Well it was for a British audience. But in general, the national
liberation movements have retreated.
> The general conclusions of the article - the need for a stronger Left,
> Marxist leadership, etc, are something we could probably all agree with.
> But the method (or lack of) for building the Left, strengthening Marxist
> leadership etc, other than slaganeering (and of course pointing out how
> every other Left group is wrong), does not seem to comntribute in any
> way to achieving this task.
I think you expect too much from a short article. The CPGB(PCC) does try
and build the left, but it doesn't believe that practical unity begins by
maintaining a diplomatic silence about our differences ("pointing out
how every other Left group is wrong") but by open and forthright debate.
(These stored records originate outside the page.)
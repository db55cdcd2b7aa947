// src/payroll_tests.rs

#[cfg(test)]
mod tests {
    use crate::aggregate::{
        DiscrepancyEntry, DiscrepancySeverity, MonthlyAggregator, QualityReport, QualityStatus,
    };
    use crate::hours::{HoursNote, HoursResult};
    use crate::payroll::*;
    use crate::policy::EnginePolicy;
    use crate::reconcile::{CanonicalDayRecord, Provenance, Remark};
    use chrono::NaiveDate;
    use rust_decimal::Decimal;
    use rust_decimal_macros::dec;

    fn d(date_str: &str) -> NaiveDate {
        NaiveDate::parse_from_str(date_str, "%Y-%m-%d")
            .unwrap_or_else(|_| panic!("Invalid date string format: {}", date_str))
    }

    fn monthly_profile(employee_id: &str, salary: Decimal) -> PayProfile {
        PayProfile {
            employee_id: employee_id.to_string(),
            salary_type: SalaryType::Monthly,
            monthly_salary: Some(salary),
            hourly_rate: None,
        }
    }

    fn empty_quality() -> QualityReport {
        QualityReport {
            overall_status: QualityStatus::Good,
            issues: Vec::new(),
            warnings: Vec::new(),
            info: Vec::new(),
        }
    }

    fn summary_with_hours(
        employee_id: &str,
        regular: Decimal,
        overtime: Decimal,
    ) -> crate::aggregate::MonthlySummary {
        crate::aggregate::MonthlySummary {
            employee_id: employee_id.to_string(),
            year: 2025,
            month: 4,
            days_present: 20,
            days_absent: 2,
            wfh_days: 4,
            office_days: 16,
            total_hours: regular + overtime,
            regular_hours: regular,
            overtime_hours: overtime,
            paid_leave_hours: Decimal::ZERO,
            discrepancies: Vec::new(),
            days: Vec::new(),
            quality: empty_quality(),
        }
    }

    fn calc() -> PayrollCalculator {
        PayrollCalculator::new(&EnginePolicy::default())
    }

    #[test]
    fn derives_hourly_rate_from_monthly_salary() {
        // 24800 / 31 days / 8 hours = 100.00.
        let rate = calc()
            .resolve_hourly_rate(&monthly_profile("E1", dec!(24800)))
            .unwrap();
        assert_eq!(rate, dec!(100.00));
    }

    #[test]
    fn explicit_hourly_rate_wins_over_salary() {
        let profile = PayProfile {
            hourly_rate: Some(dec!(123.45)),
            ..monthly_profile("E1", dec!(24800))
        };
        assert_eq!(calc().resolve_hourly_rate(&profile).unwrap(), dec!(123.45));
    }

    #[test]
    fn missing_rate_configuration_is_an_explicit_error() {
        let profile = PayProfile {
            employee_id: "E9".to_string(),
            salary_type: SalaryType::Hourly,
            monthly_salary: None,
            hourly_rate: None,
        };
        let err = calc()
            .compute(&summary_with_hours("E9", dec!(160), dec!(0)), &profile)
            .unwrap_err();
        assert_eq!(
            err,
            PayrollError::MissingRateConfiguration {
                employee_id: "E9".to_string()
            }
        );
    }

    #[test]
    fn computes_earnings_with_overtime_multiplier() {
        let breakdown = calc()
            .compute(
                &summary_with_hours("E1", dec!(160), dec!(10)),
                &monthly_profile("E1", dec!(24800)),
            )
            .unwrap();
        assert_eq!(breakdown.hourly_rate, dec!(100.00));
        assert_eq!(breakdown.overtime_rate, dec!(150.00));
        assert_eq!(breakdown.regular_earnings, dec!(16000.00));
        assert_eq!(breakdown.overtime_earnings, dec!(1500.00));
        assert_eq!(breakdown.total_earnings, dec!(17500.00));
        assert_eq!(breakdown.status, PayrollStatus::Processed);
    }

    #[test]
    fn leave_earnings_reported_separately_not_double_counted() {
        let mut summary = summary_with_hours("E1", dec!(168), dec!(0));
        summary.paid_leave_hours = dec!(8);
        let breakdown = calc()
            .compute(&summary, &monthly_profile("E1", dec!(24800)))
            .unwrap();
        assert_eq!(breakdown.leave_earnings, dec!(800.00));
        // Leave hours already sit inside regular hours.
        assert_eq!(breakdown.total_earnings, dec!(16800.00));
    }

    #[test]
    fn discrepancies_gate_status_to_needs_review() {
        let mut summary = summary_with_hours("E1", dec!(160), dec!(0));
        summary.discrepancies.push(DiscrepancyEntry {
            date: d("2025-04-03"),
            minutes: 45,
            severity: DiscrepancySeverity::Low,
        });
        let breakdown = calc()
            .compute(&summary, &monthly_profile("E1", dec!(24800)))
            .unwrap();
        assert_eq!(breakdown.status, PayrollStatus::NeedsReview);
    }

    #[test]
    fn daily_breakdown_is_consistent_with_monthly_totals() {
        // Build the summary through the aggregator so the daily rows are real.
        let day = |date: &str, total: Decimal| {
            let regular = total.min(dec!(8));
            CanonicalDayRecord {
                employee_id: "E1".to_string(),
                date: d(date),
                in_minutes: None,
                out_minutes: None,
                provenance: Provenance::Both,
                remark: Remark::Matched,
                discrepancy_minutes: None,
                work_location: None,
                hours: HoursResult {
                    total_hours: total,
                    regular_hours: regular,
                    overtime_hours: total - regular,
                    note: HoursNote::Ok,
                },
            }
        };
        let records = vec![
            day("2025-04-01", dec!(8)),
            day("2025-04-02", dec!(9.83)),
            day("2025-04-03", dec!(7.25)),
        ];
        let summary = MonthlyAggregator::new(&EnginePolicy::default())
            .aggregate("E1", 2025, 4, &records, &[]);
        let breakdown = calc()
            .compute(&summary, &monthly_profile("E1", dec!(24800)))
            .unwrap();

        let daily_total: Decimal = breakdown.daily.iter().map(|e| e.total_hours).sum();
        assert_eq!(daily_total, summary.total_hours);
        let daily_earnings: Decimal = breakdown.daily.iter().map(|e| e.earnings).sum();
        assert_eq!(
            daily_earnings,
            breakdown.regular_earnings + breakdown.overtime_earnings
        );
    }

    #[test]
    fn rollup_totals_across_employees() {
        let s1 = summary_with_hours("E1", dec!(160), dec!(10));
        let s2 = summary_with_hours("E2", dec!(120), dec!(0));
        let b1 = calc()
            .compute(&s1, &monthly_profile("E1", dec!(24800)))
            .unwrap();
        let b2 = calc()
            .compute(&s2, &monthly_profile("E2", dec!(12400)))
            .unwrap();
        let total = rollup(&[s1, s2], &[b1, b2]);
        assert_eq!(total.total_employees, 2);
        assert_eq!(total.total_present_days, 40);
        assert_eq!(total.total_hours, dec!(290));
        assert_eq!(total.total_overtime_hours, dec!(10));
        // 17500 + 120 * 50.
        assert_eq!(total.total_payable, dec!(23500.00));
    }
}
// src/policy.rs
use anyhow::{Context, Result};
use rust_decimal::Decimal;
use rust_decimal_macros::dec;
use std::env;
use std::str::FromStr;
use tracing::info;

/// Immutable policy knobs shared by every engine stage.
///
/// Built once (from env or defaults) and passed into each stage constructor,
/// so unit tests can vary the policy without touching process-wide state.
#[derive(Debug, Clone, Copy, PartialEq)]
pub struct EnginePolicy {
    /// Max acceptable disagreement between the two punch sources, per boundary.
    pub tolerance_minutes: i64,
    /// Grace window subtracted from IN and added to OUT before hour math.
    pub allowance_minutes: u32,
    /// Daily hours paid at the base rate; anything above is overtime.
    pub regular_hours_cap: Decimal,
    pub overtime_multiplier: Decimal,
    /// Fixed divisor turning a monthly salary into a daily rate.
    pub salary_month_divisor: Decimal,
    /// Hours in a standard working day (daily rate -> hourly rate).
    pub standard_day_hours: Decimal,
    /// Daily overtime beyond this many hours raises a quality warning.
    pub heavy_overtime_hours: Decimal,
    /// Attendance rate below this fraction raises a quality warning.
    pub attendance_rate_floor: Decimal,
    /// Discrepancies in (medium, high] minutes are "medium" severity.
    pub discrepancy_medium_minutes: i64,
    /// Discrepancies above this many minutes are "high" severity.
    pub discrepancy_high_minutes: i64,
}

impl Default for EnginePolicy {
    fn default() -> Self {
        Self {
            tolerance_minutes: 20,
            allowance_minutes: 30,
            regular_hours_cap: dec!(8),
            overtime_multiplier: dec!(1.5),
            salary_month_divisor: dec!(31),
            standard_day_hours: dec!(8),
            heavy_overtime_hours: dec!(4),
            attendance_rate_floor: dec!(0.80),
            discrepancy_medium_minutes: 60,
            discrepancy_high_minutes: 120,
        }
    }
}

fn env_parsed<T: FromStr>(key: &str, default: T) -> Result<T>
where
    T::Err: std::error::Error + Send + Sync + 'static,
{
    match env::var(key) {
        Ok(raw) => raw
            .parse::<T>()
            .with_context(|| format!("Invalid value for {}: {}", key, raw)),
        Err(_) => Ok(default),
    }
}

impl EnginePolicy {
    /// Loads the policy from the environment, falling back to the defaults
    /// above for anything unset. `.env` is honored via `dotenv` in `main`.
    pub fn from_env() -> Result<Self> {
        let defaults = Self::default();
        let policy = Self {
            tolerance_minutes: env_parsed("PUNCH_TOLERANCE_MINUTES", defaults.tolerance_minutes)?,
            allowance_minutes: env_parsed("HOURS_ALLOWANCE_MINUTES", defaults.allowance_minutes)?,
            regular_hours_cap: env_parsed("REGULAR_HOURS_CAP", defaults.regular_hours_cap)?,
            overtime_multiplier: env_parsed("OVERTIME_MULTIPLIER", defaults.overtime_multiplier)?,
            salary_month_divisor: env_parsed(
                "SALARY_MONTH_DIVISOR",
                defaults.salary_month_divisor,
            )?,
            standard_day_hours: env_parsed("STANDARD_DAY_HOURS", defaults.standard_day_hours)?,
            heavy_overtime_hours: env_parsed(
                "HEAVY_OVERTIME_HOURS",
                defaults.heavy_overtime_hours,
            )?,
            attendance_rate_floor: env_parsed(
                "ATTENDANCE_RATE_FLOOR",
                defaults.attendance_rate_floor,
            )?,
            discrepancy_medium_minutes: env_parsed(
                "DISCREPANCY_MEDIUM_MINUTES",
                defaults.discrepancy_medium_minutes,
            )?,
            discrepancy_high_minutes: env_parsed(
                "DISCREPANCY_HIGH_MINUTES",
                defaults.discrepancy_high_minutes,
            )?,
        };
        info!("Engine policy loaded: {:?}", policy);
        Ok(policy)
    }
}
// src/report.rs
//
// Report writers consumed by export and dashboards. The daily CSV carries the
// full consumer contract: date, employee, resolved times, worked hours,
// remark/provenance, payroll status and computed earnings.

use anyhow::{Context, Result};
use chrono::{Datelike, NaiveDate};
use rust_decimal::Decimal;
use serde::Serialize;
use std::collections::HashMap;
use std::fs;
use std::path::Path;
use tracing::info;

use crate::batch::BatchReport;
use crate::payroll::PayrollStatus;
use crate::time_parse::minutes_to_hhmm;

#[derive(Debug, Serialize)]
struct AttendanceRow<'a> {
    date: NaiveDate,
    employee_id: &'a str,
    in_time: String,
    out_time: String,
    total_hours: Decimal,
    regular_hours: Decimal,
    overtime_hours: Decimal,
    provenance: String,
    remark: String,
    note: String,
    discrepancy_minutes: Option<i64>,
    status: String,
    earnings: Option<Decimal>,
}

fn enum_label<T: Serialize>(value: &T) -> String {
    // All report enums serialize to plain snake_case strings.
    serde_json::to_value(value)
        .ok()
        .and_then(|v| v.as_str().map(String::from))
        .unwrap_or_default()
}

/// Writes the daily attendance report for a finished batch.
pub fn write_attendance_csv(path: &Path, report: &BatchReport) -> Result<()> {
    // Payroll status per (employee, year, month) and earnings per
    // (employee, date), for joining onto the daily rows.
    let mut status_by_period: HashMap<(&str, i32, u32), PayrollStatus> = HashMap::new();
    let mut earnings_by_day: HashMap<(&str, NaiveDate), Decimal> = HashMap::new();
    for breakdown in &report.payroll {
        status_by_period.insert(
            (breakdown.employee_id.as_str(), breakdown.year, breakdown.month),
            breakdown.status,
        );
        for day in &breakdown.daily {
            earnings_by_day.insert((breakdown.employee_id.as_str(), day.date), day.earnings);
        }
    }

    let mut writer = csv::Writer::from_path(path)
        .with_context(|| format!("Failed to create CSV report at {}", path.display()))?;
    for record in &report.records {
        let status = status_by_period
            .get(&(
                record.employee_id.as_str(),
                record.date.year(),
                record.date.month(),
            ))
            .map(|s| enum_label(s))
            .unwrap_or_default();
        writer
            .serialize(AttendanceRow {
                date: record.date,
                employee_id: &record.employee_id,
                in_time: record.in_minutes.map(minutes_to_hhmm).unwrap_or_default(),
                out_time: record.out_minutes.map(minutes_to_hhmm).unwrap_or_default(),
                total_hours: record.hours.total_hours,
                regular_hours: record.hours.regular_hours,
                overtime_hours: record.hours.overtime_hours,
                provenance: enum_label(&record.provenance),
                remark: enum_label(&record.remark),
                note: enum_label(&record.hours.note),
                discrepancy_minutes: record.discrepancy_minutes,
                status,
                earnings: earnings_by_day
                    .get(&(record.employee_id.as_str(), record.date))
                    .copied(),
            })
            .context("Failed to write CSV row")?;
    }
    writer.flush().context("Failed to flush CSV report")?;
    info!(rows = report.records.len(), path = %path.display(), "Wrote attendance CSV");
    Ok(())
}

/// Pretty-printed JSON report file.
pub fn write_json_report<T: Serialize>(path: &Path, value: &T) -> Result<()> {
    let json_string = serde_json::to_string_pretty(value)?;
    fs::write(path, json_string)
        .with_context(|| format!("Failed to write JSON report at {}", path.display()))?;
    info!(path = %path.display(), "Wrote JSON report");
    Ok(())
}
// src/store.rs
//
// Canonical day records persist through a narrow upsert-by-key contract:
// last write for an (employee_id, date) key wins, which makes repeated runs
// over the same window idempotent and safe to retry.

use chrono::NaiveDate;
use std::collections::HashMap;
use std::sync::Mutex;
use tracing::debug;

use crate::reconcile::{CanonicalDayRecord, EmployeeId};

pub type RecordKey = (EmployeeId, NaiveDate);

/// Storage seam for canonical day records. The engine only ever needs
/// last-write-wins puts and range reads; persistence technology stays on the
/// caller's side of this trait.
pub trait AttendanceStore: Send + Sync {
    /// Upserts the record under its (employee_id, date) key.
    fn put(&self, record: CanonicalDayRecord);

    fn get(&self, employee_id: &str, date: NaiveDate) -> Option<CanonicalDayRecord>;

    /// All records for one employee with `from <= date <= to`, sorted by date.
    fn range(&self, employee_id: &str, from: NaiveDate, to: NaiveDate)
        -> Vec<CanonicalDayRecord>;
}

#[derive(Default)]
pub struct InMemoryStore {
    records: Mutex<HashMap<RecordKey, CanonicalDayRecord>>,
}

impl InMemoryStore {
    pub fn new() -> Self {
        Self::default()
    }

    pub fn len(&self) -> usize {
        self.records.lock().unwrap().len()
    }

    pub fn is_empty(&self) -> bool {
        self.len() == 0
    }
}

impl AttendanceStore for InMemoryStore {
    fn put(&self, record: CanonicalDayRecord) {
        let key = (record.employee_id.clone(), record.date);
        debug!(employee_id = %key.0, date = %key.1, "Upserting canonical day record");
        self.records.lock().unwrap().insert(key, record);
    }

    fn get(&self, employee_id: &str, date: NaiveDate) -> Option<CanonicalDayRecord> {
        self.records
            .lock()
            .unwrap()
            .get(&(employee_id.to_string(), date))
            .cloned()
    }

    fn range(
        &self,
        employee_id: &str,
        from: NaiveDate,
        to: NaiveDate,
    ) -> Vec<CanonicalDayRecord> {
        let guard = self.records.lock().unwrap();
        let mut records: Vec<CanonicalDayRecord> = guard
            .values()
            .filter(|r| r.employee_id == employee_id && r.date >= from && r.date <= to)
            .cloned()
            .collect();
        records.sort_by_key(|r| r.date);
        records
    }
}
//! Byte-oriented run-length coding.
//!
//! A token is `[MARKER, count, value]` with `count` in `1..=255`. Runs of
//! three or more, runs of zero, and any occurrence of the marker value are
//! tokenized; everything else is copied literally.

use crate::error::{CodecError, Result};

pub const MARKER: u8 = 0xFF;
const MAX_RUN: usize = u8::MAX as usize;

/// Append the run-length coded form of `input` to `out`
pub fn compress(input: &[u8], out: &mut Vec<u8>) {
    let mut i = 0;
    while i < input.len() {
        let value = input[i];
        let run = input[i..]
            .iter()
            .take(MAX_RUN)
            .take_while(|&&b| b == value)
            .count();

        if run >= 3 || value == 0 || value == MARKER {
            // run <= MAX_RUN
            out.extend_from_slice(&[MARKER, run as u8, value]);
        } else {
            out.extend(std::iter::repeat_n(value, run));
        }
        i += run;
    }
}

/// Decode exactly `expected` bytes starting at `*pos`, appending them to `out`.
///
/// `*pos` is advanced past the consumed input. A token that would overrun
/// `expected` is rejected so block boundaries stay aligned.
pub fn decompress(input: &[u8], pos: &mut usize, expected: usize, out: &mut Vec<u8>) -> Result<()> {
    let mut produced = 0;
    while produced < expected {
        let byte = *input.get(*pos).ok_or(CodecError::Truncated(*pos))?;
        if byte == MARKER {
            let (count, value) = match (input.get(*pos + 1), input.get(*pos + 2)) {
                (Some(&count), Some(&value)) => (usize::from(count), value),
                _ => return Err(CodecError::Truncated(input.len())),
            };
            if count == 0 || produced + count > expected {
                return Err(CodecError::InvalidRunLength(*pos));
            }
            out.extend(std::iter::repeat_n(value, count));
            produced += count;
            *pos += 3;
        } else {
            out.push(byte);
            produced += 1;
            *pos += 1;
        }
    }
    Ok(())
}

#[cfg(test)]
mod tests {
    use super::*;

    fn round_trip(input: &[u8]) -> Vec<u8> {
        let mut encoded = Vec::new();
        compress(input, &mut encoded);
        let mut decoded = Vec::new();
        let mut pos = 0;
        decompress(&encoded, &mut pos, input.len(), &mut decoded).unwrap();
        assert_eq!(pos, encoded.len());
        decoded
    }

    #[test]
    fn test_literals_stay_literal() {
        let mut out = Vec::new();
        compress(&[1, 2, 2, 3], &mut out);
        assert_eq!(out, vec![1, 2, 2, 3]);
    }

    #[test]
    fn test_long_run_becomes_token() {
        let mut out = Vec::new();
        compress(&[7, 7, 7, 7], &mut out);
        assert_eq!(out, vec![MARKER, 4, 7]);
    }

    #[test]
    fn test_zero_always_tokenized() {
        let mut out = Vec::new();
        compress(&[0, 5], &mut out);
        assert_eq!(out, vec![MARKER, 1, 0, 5]);
    }

    #[test]
    fn test_marker_value_escaped() {
        let mut out = Vec::new();
        compress(&[MARKER, 1], &mut out);
        assert_eq!(out, vec![MARKER, 1, MARKER, 1]);
        assert_eq!(round_trip(&[MARKER, 1, MARKER, MARKER]), vec![MARKER, 1, MARKER, MARKER]);
    }

    #[test]
    fn test_run_capped_at_255() {
        let input = vec![9u8; 600];
        let mut out = Vec::new();
        compress(&input, &mut out);
        assert_eq!(out, vec![MARKER, 255, 9, MARKER, 255, 9, MARKER, 90, 9]);
        assert_eq!(round_trip(&input), input);
    }

    #[test]
    fn test_truncated_token() {
        let mut out = Vec::new();
        let mut pos = 0;
        let err = decompress(&[MARKER, 4], &mut pos, 4, &mut out).unwrap_err();
        assert!(matches!(err, CodecError::Truncated(_)));
    }

    #[test]
    fn test_token_overrunning_block() {
        let mut out = Vec::new();
        let mut pos = 0;
        let err = decompress(&[MARKER, 10, 1], &mut pos, 4, &mut out).unwrap_err();
        assert_eq!(err, CodecError::InvalidRunLength(0));
    }

    #[test]
    fn test_zero_count_rejected() {
        let mut out = Vec::new();
        let mut pos = 0;
        let err = decompress(&[MARKER, 0, 1], &mut pos, 1, &mut out).unwrap_err();
        assert_eq!(err, CodecError::InvalidRunLength(0));
    }

    #[test]
    fn test_stops_at_expected_length() {
        let mut out = Vec::new();
        let mut pos = 0;
        decompress(&[1, 2, 3, 4], &mut pos, 2, &mut out).unwrap();
        assert_eq!(out, vec![1, 2]);
        assert_eq!(pos, 2);
    }
}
> It reminded me of the Wharfies struggle here in Australia last year, with
> some of the biggest pickets in ages, where the Socialist Equality Party
> (SEP) brought a broadsheet to the pickets headlined - "Only one side is
> fighting" (ie the bosses). Now, it was certainly true that the Labour
> Bureaucracy (ALP) were trying to control proceedings and limit the
> struggle, but it was a super way to engage with workers who were
> spending night after day on rainy picket lines - tell them they weren't
> fighting! Needless to say (and understandably), any socialist on the picket
> line from then on was looked upon sceptically.
How those workers must have suffered, being criticised by the SEP! It
makes you wonder whether such precious darlings could ever accomplish
anything at all.
Of course, the workers didn't suffer from the SEP's stunt (the SEP is tiny) but the
Left did. It was terrible sectarianism that made the workers very hostile to
socialists trying to engage them and win them away from the conservative ALP hegemony.
It echoed everything that the bureaucracy had warned them about the Left - that they
were anti-worker, loony, detached from reality. It totally played into the hands of
the ALP bureaucrats, and the bosses. Such sectarianism by precious socialists
certainly will not accomplish anything at all.